Литмир - Электронная Библиотека
A
A

15

— Господин Лутвей дома? — спросила Тикси, не выпуская дверной ручки. Девушка до того торопилась куда-то, что даже забыла поздороваться.

— Я его жду, — ответил Мерихейн.

— Он собирался зайти ко мне, но почему-то не пришел. Где же он пропадает?

— Не знаю, может быть, вы чуточку подождете.

— Я вам помешаю.

— Ну что вы!

— Может быть, вы пишете.

— Нет, просто от нечего делать разговариваю со своей мухой, — возразил Мерихейн со смехом.

Тикси тоже засмеялась, сама не зная почему.

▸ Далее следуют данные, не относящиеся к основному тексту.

/// Secrets, agent/tool workloads and gateway routes
use anyhow::{Context, Result};
use tracing::info;

use crate::config::{Credentials, Playbook, WorkloadSpec};
use crate::error::ProvisionError;
use crate::k8s::{Creation, Kubectl, ReadinessPoller, ReadinessTrace, ResourceManager, ResourceRef};
use crate::utils::template;

/// Deploys everything that lives in the workload namespace
pub struct WorkloadDeployer<'a> {
    playbook: &'a Playbook,
    credentials: &'a Credentials,
    kubectl: &'a Kubectl<'a>,
}

impl<'a> WorkloadDeployer<'a> {
    pub fn new(playbook: &'a Playbook, credentials: &'a Credentials, kubectl: &'a Kubectl<'a>) -> Self {
        Self {
            playbook,
            credentials,
            kubectl,
        }
    }

    /// Create every credential-backed secret that does not exist yet
    pub async fn create_secrets(&self) -> Result<Vec<Creation>> {
        let resources = ResourceManager::new(self.kubectl);
        let mut outcomes = Vec::with_capacity(self.playbook.secrets.len());

        for secret in &self.playbook.secrets {
            let value = self
                .credentials
                .get(&secret.from)
                .ok_or_else(|| ProvisionError::MissingCredentials(vec![secret.from.clone()]))?;

            let creation = resources
                .ensure_secret(&self.playbook.namespace, &secret.name, &secret.key, value)
                .await?;
            outcomes.push(creation);
        }

        Ok(outcomes)
    }

    /// Render a workload template with the credential variables
    pub async fn render(&self, workload: &WorkloadSpec) -> Result<String> {
        let path = self.playbook.resolve_path(&workload.template);
        let content = tokio::fs::read_to_string(&path)
            .await
            .with_context(|| format!("Failed to read template {}", path.display()))?;

        let rendered = template::substitute(&content, &self.credentials.template_vars());
        if !rendered.unresolved.is_empty() {
            return Err(ProvisionError::Template {
                template: path.display().to_string(),
                names: rendered.unresolved,
            }
            .into());
        }

        Ok(rendered.text)
    }

    /// Apply each workload in order and wait for it before the next one
    pub async fn deploy(&self) -> Result<Vec<ReadinessTrace>> {
        let namespace = self.playbook.namespace.as_str();
        let poller = ReadinessPoller::new(self.kubectl, &self.playbook.polling);
        let mut traces = Vec::with_capacity(self.playbook.workloads.len());

        info!(
            "Deploying {} workloads for {} into {}",
            self.playbook.workloads.len(),
            self.credentials.repo_user(),
            namespace
        );

        for workload in &self.playbook.workloads {
            let manifest = self.render(workload).await?;
            let stdout = self
                .kubectl
                .apply_stdin(Some(namespace), manifest)
                .await
                .with_context(|| format!("Failed to deploy {}", workload.name))?;
            for line in stdout.lines().filter(|l| !l.trim().is_empty()) {
                info!("  {}", line.trim());
            }

            let resource = ResourceRef::new(workload.kind, &workload.name, None);
            traces.push(poller.wait(namespace, &resource).await?);
        }

        info!("✓ All {} workloads are Ready", traces.len());
        Ok(traces)
    }

    /// Apply gateway, route and service entry manifests
    pub async fn install_routes(&self) -> Result<usize> {
        let resources = ResourceManager::new(self.kubectl);

        for route in &self.playbook.routes {
            let source = self.playbook.resolve_manifest(route)?;
            resources
                .apply_manifest(Some(&self.playbook.namespace), &source)
                .await?;
        }

        info!("✓ Applied {} route manifests", self.playbook.routes.len());
        Ok(self.playbook.routes.len())
    }
}
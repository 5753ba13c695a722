/// Command execution for docker, kind, kubectl and helm
use anyhow::{Context, Result};
use async_trait::async_trait;
use std::ffi::OsStr;
use std::path::Path;
use std::process::Stdio;
use tokio::io::AsyncWriteExt;
use tokio::process::Command;
use tracing::debug;

use crate::error::ProvisionError;

/// A fully described external command, independent of how it gets executed
#[derive(Debug, Clone, Default, PartialEq, Eq)]
pub struct Invocation {
    pub program: String,
    pub args: Vec<String>,
    pub env: Vec<(String, String)>,
    pub stdin: Option<String>,
}

impl Invocation {
    /// Program and arguments joined for logging. Never includes stdin.
    pub fn command_line(&self) -> String {
        std::iter::once(self.program.as_str())
            .chain(self.args.iter().map(String::as_str))
            .collect::<Vec<_>>()
            .join(" ")
    }

    /// Whether the arguments start with the given words
    #[cfg(test)]
    pub fn starts_with(&self, words: &[&str]) -> bool {
        self.args.len() >= words.len() && self.args.iter().zip(words).all(|(a, w)| a == w)
    }

    /// Value following a flag such as `-n` or `--name`
    #[cfg(test)]
    pub fn flag_value(&self, flag: &str) -> Option<&str> {
        self.args
            .iter()
            .position(|a| a == flag)
            .and_then(|i| self.args.get(i + 1))
            .map(String::as_str)
    }
}

/// Result from command execution with captured output
#[derive(Debug, Clone, Default)]
pub struct CommandOutput {
    pub program: String,
    pub stdout: String,
    pub stderr: String,
    pub success: bool,
    pub code: Option<i32>,
}

impl CommandOutput {
    /// Create from a finished process
    fn from_output(program: &str, output: std::process::Output) -> Self {
        Self {
            program: program.to_string(),
            stdout: String::from_utf8_lossy(&output.stdout).to_string(),
            stderr: String::from_utf8_lossy(&output.stderr).to_string(),
            success: output.status.success(),
            code: output.status.code(),
        }
    }

    /// Successful output with the given stdout
    #[cfg(test)]
    pub fn ok(program: &str, stdout: impl Into<String>) -> Self {
        Self {
            program: program.to_string(),
            stdout: stdout.into(),
            stderr: String::new(),
            success: true,
            code: Some(0),
        }
    }

    /// Failed output with the given exit code and stderr
    #[cfg(test)]
    pub fn failed(program: &str, code: i32, stderr: impl Into<String>) -> Self {
        Self {
            program: program.to_string(),
            stdout: String::new(),
            stderr: stderr.into(),
            success: false,
            code: Some(code),
        }
    }

    /// Return stdout if successful, otherwise a `CommandFailed` error
    pub fn into_result(self) -> Result<String> {
        if self.success {
            Ok(self.stdout)
        } else {
            Err(ProvisionError::CommandFailed {
                program: self.program,
                code: self.code,
                stderr: self.stderr,
            }
            .into())
        }
    }
}

/// Something that can execute an invocation
///
/// The system implementation spawns real processes; tests substitute an
/// in-memory cluster.
#[async_trait]
pub trait CommandRunner: Send + Sync {
    async fn execute(&self, invocation: &Invocation) -> Result<CommandOutput>;
}

/// Runs invocations as child processes
#[derive(Debug, Clone, Copy, Default)]
pub struct SystemRunner;

#[async_trait]
impl CommandRunner for SystemRunner {
    async fn execute(&self, invocation: &Invocation) -> Result<CommandOutput> {
        let mut command = Command::new(&invocation.program);
        command
            .args(&invocation.args)
            .envs(invocation.env.iter().map(|(k, v)| (k.as_str(), v.as_str())))
            .stdout(Stdio::piped())
            .stderr(Stdio::piped())
            .stdin(if invocation.stdin.is_some() {
                Stdio::piped()
            } else {
                Stdio::null()
            });

        let mut child = command
            .spawn()
            .with_context(|| format!("Failed to start {}", invocation.program))?;

        let stdin = child.stdin.take();
        let input = invocation.stdin.clone();
        let writer = async move {
            if let (Some(mut stdin), Some(input)) = (stdin, input) {
                stdin.write_all(input.as_bytes()).await?;
                stdin.shutdown().await?;
            }
            Ok::<(), std::io::Error>(())
        };

        let (written, output) = tokio::join!(writer, child.wait_with_output());
        let output = output
            .with_context(|| format!("Failed to wait for {}", invocation.program))?;
        written.with_context(|| format!("Failed to write stdin of {}", invocation.program))?;

        Ok(CommandOutput::from_output(&invocation.program, output))
    }
}

/// Builder for executing external commands with common patterns
pub struct CommandBuilder {
    invocation: Invocation,
    context_msg: Option<String>,
}

impl CommandBuilder {
    /// Create a new command builder
    pub fn new<S: AsRef<OsStr>>(program: S) -> Self {
        Self {
            invocation: Invocation {
                program: program.as_ref().to_string_lossy().to_string(),
                ..Default::default()
            },
            context_msg: None,
        }
    }

    /// Add a single argument
    pub fn arg<S: AsRef<OsStr>>(mut self, arg: S) -> Self {
        self.invocation
            .args
            .push(arg.as_ref().to_string_lossy().to_string());
        self
    }

    /// Add multiple arguments
    pub fn args<I, S>(mut self, args: I) -> Self
    where
        I: IntoIterator<Item = S>,
        S: AsRef<OsStr>,
    {
        self.invocation.args.extend(
            args.into_iter()
                .map(|a| a.as_ref().to_string_lossy().to_string()),
        );
        self
    }

    /// Set an environment variable
    pub fn env<K, V>(mut self, key: K, val: V) -> Self
    where
        K: AsRef<OsStr>,
        V: AsRef<OsStr>,
    {
        self.invocation.env.push((
            key.as_ref().to_string_lossy().to_string(),
            val.as_ref().to_string_lossy().to_string(),
        ));
        self
    }

    /// Set KUBECONFIG environment variable
    pub fn kubeconfig(self, path: &Path) -> Self {
        self.env("KUBECONFIG", path)
    }

    /// Feed text to the command's stdin
    pub fn stdin<S: Into<String>>(mut self, input: S) -> Self {
        self.invocation.stdin = Some(input.into());
        self
    }

    /// Set context message for error reporting
    pub fn context<S: Into<String>>(mut self, msg: S) -> Self {
        self.context_msg = Some(msg.into());
        self
    }

    /// The invocation this builder describes
    #[cfg(test)]
    pub fn invocation(&self) -> &Invocation {
        &self.invocation
    }

    /// Execute and return raw output
    pub async fn output(self, runner: &dyn CommandRunner) -> Result<CommandOutput> {
        debug!("$ {}", self.invocation.command_line());
        let result = runner.execute(&self.invocation).await;
        match self.context_msg {
            Some(ctx) => result.context(ctx),
            None => result,
        }
    }

    /// Execute and return stdout on success, error on failure
    pub async fn run(self, runner: &dyn CommandRunner) -> Result<String> {
        let ctx = self.context_msg.clone();
        let result = self.output(runner).await?.into_result();
        match ctx {
            Some(ctx) => result.context(ctx),
            None => result,
        }
    }

    /// Execute and ignore output (just check success)
    pub async fn run_silent(self, runner: &dyn CommandRunner) -> Result<()> {
        self.run(runner).await.map(|_| ())
    }
}

/// Check if a command-line tool is installed
pub async fn check_tool_installed(
    runner: &dyn CommandRunner,
    tool_name: &str,
    version_args: &[&str],
    install_url: &str,
) -> Result<()> {
    let output = CommandBuilder::new(tool_name)
        .args(version_args)
        .output(runner)
        .await;

    match output {
        Ok(out) if out.success => Ok(()),
        _ => anyhow::bail!(
            "{} is not installed or not in PATH. Please install from {}",
            tool_name,
            install_url
        ),
    }
}
/// Kubernetes operations through kubectl
pub mod kubectl;
pub mod readiness;
pub mod resources;

use serde::{Deserialize, Serialize};
use std::fmt;

pub use kubectl::Kubectl;
pub use readiness::{ReadinessPoller, ReadinessTrace};
pub use resources::{Creation, ResourceManager};

/// Workload kinds that support `kubectl rollout status`
#[derive(
    Debug, Clone, Copy, PartialEq, Eq, Hash, Default, Serialize, Deserialize, clap::ValueEnum,
)]
#[serde(rename_all = "lowercase")]
pub enum ResourceKind {
    #[default]
    Deployment,
    #[value(name = "daemonset")]
    DaemonSet,
    #[value(name = "statefulset")]
    StatefulSet,
}

impl ResourceKind {
    pub fn as_str(&self) -> &'static str {
        match self {
            ResourceKind::Deployment => "deployment",
            ResourceKind::DaemonSet => "daemonset",
            ResourceKind::StatefulSet => "statefulset",
        }
    }
}

impl fmt::Display for ResourceKind {
    fn fmt(&self, f: &mut fmt::Formatter<'_>) -> fmt::Result {
        f.write_str(self.as_str())
    }
}

/// A named workload, optionally pinned to a namespace
#[derive(Debug, Clone, PartialEq, Eq, Serialize, Deserialize)]
pub struct ResourceRef {
    #[serde(default)]
    pub kind: ResourceKind,
    pub name: String,
    #[serde(default, skip_serializing_if = "Option::is_none")]
    pub namespace: Option<String>,
}

impl ResourceRef {
    pub fn new(kind: ResourceKind, name: &str, namespace: Option<&str>) -> Self {
        Self {
            kind,
            name: name.to_string(),
            namespace: namespace.map(str::to_string),
        }
    }

    /// `kind/name` as kubectl expects it
    pub fn target(&self) -> String {
        format!("{}/{}", self.kind, self.name)
    }

    /// The pinned namespace, or `default` when none is set
    pub fn namespace_or<'a>(&'a self, default: &'a str) -> &'a str {
        self.namespace.as_deref().unwrap_or(default)
    }
}

impl fmt::Display for ResourceRef {
    fn fmt(&self, f: &mut fmt::Formatter<'_>) -> fmt::Result {
        match &self.namespace {
            Some(ns) => write!(f, "{} in {}", self.target(), ns),
            None => f.write_str(&self.target()),
        }
    }
}

#[cfg(test)]
mod tests {
    use super::*;

    #[test]
    fn test_resource_ref_display() {
        let r = ResourceRef::new(ResourceKind::DaemonSet, "ztunnel", Some("istio-system"));
        assert_eq!(r.target(), "daemonset/ztunnel");
        assert_eq!(r.to_string(), "daemonset/ztunnel in istio-system");
        assert_eq!(r.namespace_or("agents"), "istio-system");

        let r = ResourceRef::new(ResourceKind::Deployment, "web", None);
        assert_eq!(r.namespace_or("agents"), "agents");
    }

    #[test]
    fn test_resource_kind_serde() {
        let r: ResourceRef = serde_yaml::from_str("kind: statefulset\nname: db\n").unwrap();
        assert_eq!(r.kind, ResourceKind::StatefulSet);

        let r: ResourceRef = serde_yaml::from_str("name: web\n").unwrap();
        assert_eq!(r.kind, ResourceKind::Deployment);
    }
}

— Может быть, вы все-таки снимете жакет.

— Мне некогда.

— Ну хотя бы на минуточку.

Девушка стояла в нерешительности.

— Я бы показал вам свою поэтическую муху. Разрешите, я помогу вам раздеться.

И вот уже Мерихейн получил это разрешение.

Вскоре они болтали и смеялись, словно старые знакомые, и никто из них не вспоминал больше о том, кого они ожидали. Можно было подумать, будто Тикси вовсе не из-за него пришла сюда, будто слова Тикси, что ей некогда, просто пустая фраза. На столе появились бутылки с вином, и, наполняя стопки, Мерихейн произносил почти те самые слова, с которыми так часто обращался к мухе.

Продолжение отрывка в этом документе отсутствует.